In what concerns housing, many Roma neighbourhoods are segregated or isolated, with no childcare or healthcare facilities nearby. Adequate housing is an urgent priority for Roma communities, as one in three Roma (32%) live in households with a leaking roof, damp walls, or rot, one in five Roma (20%) live in dwellings that are too dark, and 78% of Roma live in overcrowded households. These disastrous living conditions have a tremendously damaging impact on the health and wellbeing of Roma children, who experience significant health inequalities. The life expectancy of Roma across Europe is 10 to 15 years lower than of the majority population. In many countries, the public health infrastructure does not cover Roma communities, with the nearest clinic (not to mention hospital) often located far away. Additional complicating factors include the lack of identity papers, the lack a legal address, the lack of access to a bank account, the lack of information about registration processes and available services, as well as language barriers. Investing in children must mean, first and foremost, guaranteeing good health and wellbeing for all, particularly those suffering the most disadvantages, such as Roma children.
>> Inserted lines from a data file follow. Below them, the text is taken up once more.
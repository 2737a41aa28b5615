//! 画像キャッシュテスト
//!
//! LRU追い出し・同時読み込みの集約・失敗時のプレースホルダー・先読みを検証

use futures::future::{BoxFuture, FutureExt};
use paperfold_common::Item;
use paperfold_runner::config::CacheConfig;
use paperfold_runner::error::{PaperfoldError, Result};
use paperfold_runner::image_cache::{ImageCache, ImageHandle, ImageSource};
use std::collections::HashMap;
use std::sync::{Arc, Mutex};
use std::time::Duration;

fn png_bytes() -> Vec<u8> {
    let mut buf = std::io::Cursor::new(Vec::new());
    image::DynamicImage::new_rgb8(2, 2)
        .write_to(&mut buf, image::ImageFormat::Png)
        .expect("PNGの生成に失敗");
    buf.into_inner()
}

/// 取得回数を記録するテスト用の取得元
#[derive(Clone, Default)]
struct ScriptedSource {
    images: Arc<HashMap<String, Vec<u8>>>,
    fetches: Arc<Mutex<Vec<String>>>,
    delay: Option<Duration>,
}

impl ScriptedSource {
    fn with_paths(paths: &[&str]) -> Self {
        let bytes = png_bytes();
        Self {
            images: Arc::new(paths.iter().map(|p| (p.to_string(), bytes.clone())).collect()),
            ..Default::default()
        }
    }

    fn delayed(mut self, delay: Duration) -> Self {
        self.delay = Some(delay);
        self
    }

    fn fetch_count(&self, path: &str) -> usize {
        self.fetches.lock().unwrap().iter().filter(|p| *p == path).count()
    }
}

impl ImageSource for ScriptedSource {
    fn fetch(&self, location: String) -> BoxFuture<'static, Result<Vec<u8>>> {
        self.fetches.lock().unwrap().push(location.clone());
        let found = self.images.get(&location).cloned();
        let delay = self.delay;
        async move {
            if let Some(delay) = delay {
                tokio::time::sleep(delay).await;
            }
            found.ok_or_else(|| {
                PaperfoldError::from(std::io::Error::new(std::io::ErrorKind::NotFound, location))
            })
        }
        .boxed()
    }
}

fn cache_with(source: &ScriptedSource, max: usize) -> ImageCache {
    let config = CacheConfig {
        max_cache_size: max,
        preload_range: 5,
        batch_size: 3,
    };
    ImageCache::new(Arc::new(source.clone()), &config)
}

fn items(n: usize) -> Vec<Item> {
    (0..n)
        .map(|i| Item {
            id: Some(format!("q{}", i)),
            image: format!("{}.png", i),
            image_path: format!("img/{}.png", i),
            answer: None,
            shape: "circle".into(),
            steps: 3,
        })
        .collect()
}

/// 容量2: A, B を読み込み → A を参照 → C を読み込むと B が追い出される
#[tokio::test]
async fn test_lru_evicts_least_recently_used() {
    let source = ScriptedSource::with_paths(&["A", "B", "C"]);
    let cache = cache_with(&source, 2);

    cache.load("A").await;
    cache.load("B").await;
    assert!(cache.get("A").is_some());
    cache.load("C").await;

    assert!(cache.contains("A"));
    assert!(!cache.contains("B"));
    assert!(cache.contains("C"));
    assert_eq!(cache.len(), 2);
    assert_eq!(cache.status().access_order, vec!["A".to_string(), "C".to_string()]);
}

/// contains はアクセス順を変えない
#[tokio::test]
async fn test_contains_does_not_refresh_recency() {
    let source = ScriptedSource::with_paths(&["A", "B", "C"]);
    let cache = cache_with(&source, 2);

    cache.load("A").await;
    cache.load("B").await;
    assert!(cache.contains("A"));
    cache.load("C").await;

    assert!(!cache.contains("A"));
    assert!(cache.contains("B"));
}

/// キャッシュ済みの読み込みは再取得しない
#[tokio::test]
async fn test_hit_does_not_refetch() {
    let source = ScriptedSource::with_paths(&["A"]);
    let cache = cache_with(&source, 4);

    let first = cache.load("A").await;
    let second = cache.load("A").await;

    assert!(ImageHandle::ptr_eq(&first, &second));
    assert_eq!(source.fetch_count("A"), 1);
    assert_eq!(first.dimensions(), Some((2, 2)));
}

/// 読み込み中の同じパスは1回の取得にまとめる
#[tokio::test]
async fn test_concurrent_loads_are_deduplicated() {
    let source = ScriptedSource::with_paths(&["A"]).delayed(Duration::from_millis(50));
    let cache = cache_with(&source, 4);

    let (first, second) = tokio::join!(cache.load("A"), cache.load("A"));

    assert!(ImageHandle::ptr_eq(&first, &second));
    assert_eq!(source.fetch_count("A"), 1);
    assert_eq!(cache.status().in_flight, 0);
}

/// 取得失敗はプレースホルダーを返し、キャッシュしない
#[tokio::test]
async fn test_failure_returns_placeholder_without_caching() {
    let source = ScriptedSource::with_paths(&[]);
    let cache = cache_with(&source, 4);

    let first = cache.load("missing").await;
    let second = cache.load("missing").await;

    assert!(first.is_placeholder());
    assert!(ImageHandle::ptr_eq(&first, &second));
    assert!(ImageHandle::ptr_eq(&first, &cache.placeholder()));
    assert!(!cache.contains("missing"));
    assert_eq!(source.fetch_count("missing"), 2);
}

/// デコードできないデータもプレースホルダー
#[tokio::test]
async fn test_undecodable_bytes_return_placeholder() {
    let source = ScriptedSource {
        images: Arc::new(HashMap::from([("bad".to_string(), b"not an image".to_vec())])),
        ..Default::default()
    };
    let cache = cache_with(&source, 4);

    assert!(cache.load("bad").await.is_placeholder());
    assert!(cache.is_empty());
}

/// 前後の画像を先読みする（中心は含まない）
#[tokio::test]
async fn test_preload_range_loads_neighbours() {
    let list = items(10);
    let paths: Vec<&str> = list.iter().map(|i| i.image_path.as_str()).collect();
    let source = ScriptedSource::with_paths(&paths);
    let cache = cache_with(&source, 20);

    cache.preload_range(&list, 5, 2).join().await;

    for i in [3, 4, 6, 7] {
        assert!(cache.contains(&list[i].image_path), "{}が未読み込み", i);
    }
    assert!(!cache.contains(&list[5].image_path));
    assert!(!cache.contains(&list[2].image_path));
    assert!(!cache.contains(&list[8].image_path));
}

/// 先読みも容量を超えない
#[tokio::test]
async fn test_preload_respects_capacity() {
    let list = items(20);
    let paths: Vec<&str> = list.iter().map(|i| i.image_path.as_str()).collect();
    let source = ScriptedSource::with_paths(&paths);
    let cache = cache_with(&source, 3);

    cache.preload_range(&list, 10, 5).join().await;

    assert_eq!(cache.len(), 3);
    assert_eq!(cache.status().usage_percentage, 100);
}

/// 先読み済みの範囲は何もしない
#[tokio::test]
async fn test_preload_skips_cached() {
    let list = items(3);
    let paths: Vec<&str> = list.iter().map(|i| i.image_path.as_str()).collect();
    let source = ScriptedSource::with_paths(&paths);
    let cache = cache_with(&source, 10);

    cache.preload_range(&list, 1, 1).join().await;
    let again = cache.preload_range(&list, 1, 1);

    assert!(again.is_noop());
    assert_eq!(source.fetch_count(&list[0].image_path), 1);
}

/// ランタイム外では先読みしない
#[test]
fn test_preload_outside_runtime_is_noop() {
    let list = items(5);
    let source = ScriptedSource::with_paths(&["img/1.png"]);
    let cache = cache_with(&source, 10);

    assert!(cache.preload_range(&list, 0, 2).is_noop());
    assert!(cache.is_empty());
}

/// clear で全件削除
#[tokio::test]
async fn test_clear() {
    let source = ScriptedSource::with_paths(&["A", "B"]);
    let cache = cache_with(&source, 4);
    cache.load("A").await;
    cache.load("B").await;

    cache.clear();

    assert!(cache.is_empty());
    assert!(cache.get("A").is_none());
    assert!(cache.status().access_order.is_empty());
}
In order to ensure that Roma children develop and thrive while enjoying the same opportunities as their non-Roma peers, it is fundamental to tackle antigypsyism in all its forms, as well as intersectional discrimination. 41% of Roma feel they have been discriminated against in everyday situations such as looking for work, at work, or when trying to access housing, health, and education – and this is the environment that Roma children grow up in. This should be a de facto horizontal priority in the fields of education, employment, health, housing, and poverty reduction. Preventive and proactive measures are needed to alter public perceptions, prevalent misrepresentations, and misinformation about Roma, and to develop positive counter-narratives. The Child Guarantee should strive to ensure the teaching of Romani language and history in schools, including about the Holocaust and slavery of Roma across Member States, as well as for the necessary dedicated special pedagogical support, including trained Roma education mediators in communities.

The Covid-19 situation highlights the urgent need to invest in proper care services and income support to children and their families. In order to provide equal opportunities for every Roma child, we must guarantee that Roma children and families are not left behind in the Child Guarantee. Appropriate links must be made to the objectives of the EU Strategic Framework for Roma Equality and Inclusion, and interplay ensured between the implementation of the Child Guarantee multi-annual national strategies and the National Roma Integration Strategies. The EU Cohesion Policy and recovery funds will also have a key role to play.

The Child Guarantee will only be effective if it achieves wide ownership by beneficiaries, if it is rooted in direct evidence from the ground about what works and what is needed, and if its delivery and monitoring are underpinned by a comprehensive and meaningful partnership of all stakeholders, including civil society organisations. Tailored outreach measures need to be put in place to ensure the participation of Roma children and that of their parents, including through the civil society organisations representing them. Clear dialogue and cooperation protocols need to be put in place, to ensure that the voice of marginalised and racialised children is heard and taken into account, while necessary financial resources need to be made available to support Roma NGOs and build awareness, participation, and active citizenship, as well as more resilient democracies.